Moonshot AI's Kimi, a leading LLM service, faces the challenge of optimizing throughput and meeting SLOs in highly overloaded scenarios. Mooncake, its serving platform, employs a KVCache-centric disaggregated architecture, separating prefetch and decoding clusters and utilizing underutilized GPU resources. The core of Mooncake is its KVCache-centric scheduler, which balances throughput and latency. Mooncake also includes an early rejection policy to handle overloads, predicting future loads to reduce wasted computational resources. Experiments demonstrate significant throughput improvements in long-context scenarios and real-world workloads.Mooncake is a serving platform for Kimi, a leading large language model (LLM) service provided by Moonshot AI. It features a KVCache-centric disaggregated architecture that separates the prefetch and decoding clusters, leveraging underutilized CPU, DRAM, and SSD resources of the GPU cluster to implement a disaggregated cache. The core of Mooncake is its KVCache-centric scheduler, which balances maximizing overall effective throughput while meeting latency-related Service Level Objectives (SLOs). Unlike traditional studies that assume all requests will be processed, Mooncake faces challenges due to highly overloaded scenarios. To mitigate these, Mooncake developed a prediction-based early rejection policy. Experiments show that Mooncake excels in long-context scenarios, achieving up to a 525% increase in throughput in simulated scenarios while adhering to SLOs. Under real workloads, Mooncake enables Kimi to handle 75% more requests.

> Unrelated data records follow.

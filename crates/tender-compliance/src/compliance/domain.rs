use super::dates::DateLike;
use chrono::NaiveDate;
use serde::{Deserialize, Serialize};
use std::fmt;

#[derive(Debug, Clone, PartialEq, Eq, Hash, PartialOrd, Ord, Serialize, Deserialize)]
#[serde(transparent)]
pub struct DocumentId(pub String);

impl fmt::Display for DocumentId {
    fn fmt(&self, f: &mut fmt::Formatter<'_>) -> fmt::Result {
        f.write_str(&self.0)
    }
}

impl From<&str> for DocumentId {
    fn from(value: &str) -> Self {
        Self(value.to_string())
    }
}

impl From<String> for DocumentId {
    fn from(value: String) -> Self {
        Self(value)
    }
}

/// The company or tender a document belongs to; never both.
#[derive(Debug, Clone, PartialEq, Eq, Hash, PartialOrd, Ord, Serialize, Deserialize)]
#[serde(tag = "kind", content = "id", rename_all = "snake_case")]
pub enum DocumentOwner {
    Company(String),
    Tender(String),
}

impl DocumentOwner {
    pub const fn kind_label(&self) -> &'static str {
        match self {
            Self::Company(_) => "Company",
            Self::Tender(_) => "Tender",
        }
    }

    pub fn id(&self) -> &str {
        match self {
            Self::Company(id) | Self::Tender(id) => id,
        }
    }
}

impl fmt::Display for DocumentOwner {
    fn fmt(&self, f: &mut fmt::Formatter<'_>) -> fmt::Result {
        write!(f, "{} {}", self.kind_label(), self.id())
    }
}

/// A dated compliance artifact as supplied by the document provider.
#[derive(Debug, Clone, PartialEq, Serialize, Deserialize)]
#[serde(rename_all = "camelCase")]
pub struct ComplianceDocument {
    pub id: DocumentId,
    #[serde(default, skip_serializing_if = "Option::is_none")]
    pub owner: Option<DocumentOwner>,
    #[serde(default, skip_serializing_if = "Option::is_none")]
    pub name: Option<String>,
    #[serde(default)]
    pub required: bool,
    #[serde(default)]
    pub submitted: bool,
    #[serde(default)]
    pub signed: bool,
    #[serde(default, skip_serializing_if = "Option::is_none")]
    pub issue_date: Option<DateLike>,
    #[serde(default, skip_serializing_if = "Option::is_none")]
    pub expires_at: Option<DateLike>,
    #[serde(default = "initial_version")]
    pub version: u32,
}

fn initial_version() -> u32 {
    1
}

impl ComplianceDocument {
    pub fn new(id: impl Into<DocumentId>) -> Self {
        Self {
            id: id.into(),
            owner: None,
            name: None,
            required: false,
            submitted: false,
            signed: false,
            issue_date: None,
            expires_at: None,
            version: initial_version(),
        }
    }

    pub fn with_owner(mut self, owner: DocumentOwner) -> Self {
        self.owner = Some(owner);
        self
    }

    pub fn with_name(mut self, name: impl Into<String>) -> Self {
        self.name = Some(name.into());
        self
    }

    pub fn with_expiry(mut self, expires_at: impl Into<DateLike>) -> Self {
        self.expires_at = Some(expires_at.into());
        self
    }

    pub fn with_issue_date(mut self, issue_date: impl Into<DateLike>) -> Self {
        self.issue_date = Some(issue_date.into());
        self
    }

    pub fn required(mut self, required: bool) -> Self {
        self.required = required;
        self
    }

    /// Record a re-upload: the new file may carry a new expiry date.
    pub fn reupload(&mut self, expires_at: Option<DateLike>) {
        self.expires_at = expires_at;
        self.version = self.version.saturating_add(1);
    }

    pub fn expires_on(&self) -> Option<NaiveDate> {
        self.expires_at.as_ref().and_then(DateLike::normalize)
    }

    pub fn issued_on(&self) -> Option<NaiveDate> {
        self.issue_date.as_ref().and_then(DateLike::normalize)
    }
}

/// One line of a tender's document checklist.
#[derive(Debug, Clone, PartialEq, Eq, Serialize, Deserialize)]
#[serde(rename_all = "camelCase")]
pub struct TenderChecklistItem {
    pub id: DocumentId,
    #[serde(default, skip_serializing_if = "Option::is_none")]
    pub name: Option<String>,
    #[serde(default)]
    pub required: bool,
    #[serde(default)]
    pub submitted: bool,
    #[serde(default)]
    pub signed: bool,
}

impl TenderChecklistItem {
    pub fn new(id: impl Into<DocumentId>, required: bool, submitted: bool, signed: bool) -> Self {
        Self {
            id: id.into(),
            name: None,
            required,
            submitted,
            signed,
        }
    }
}

impl From<&ComplianceDocument> for TenderChecklistItem {
    fn from(document: &ComplianceDocument) -> Self {
        Self {
            id: document.id.clone(),
            name: document.name.clone(),
            required: document.required,
            submitted: document.submitted,
            signed: document.signed,
        }
    }
}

Moonshot AI's Kimi, a leading LLM service, faces the challenge of optimizing throughput and meeting SLOs in highly overloaded scenarios. Mooncake, its serving platform, employs a KVCache-centric disaggregated architecture, separating prefetch and decoding clusters and utilizing underutilized GPU resources. The core of Mooncake is its KVCache-centric scheduler, which balances throughput and latency. Mooncake also includes an early rejection policy to handle overloads, predicting future loads to reduce wasted computational resources. Experiments demonstrate significant throughput improvements in long-context scenarios and real-world workloads.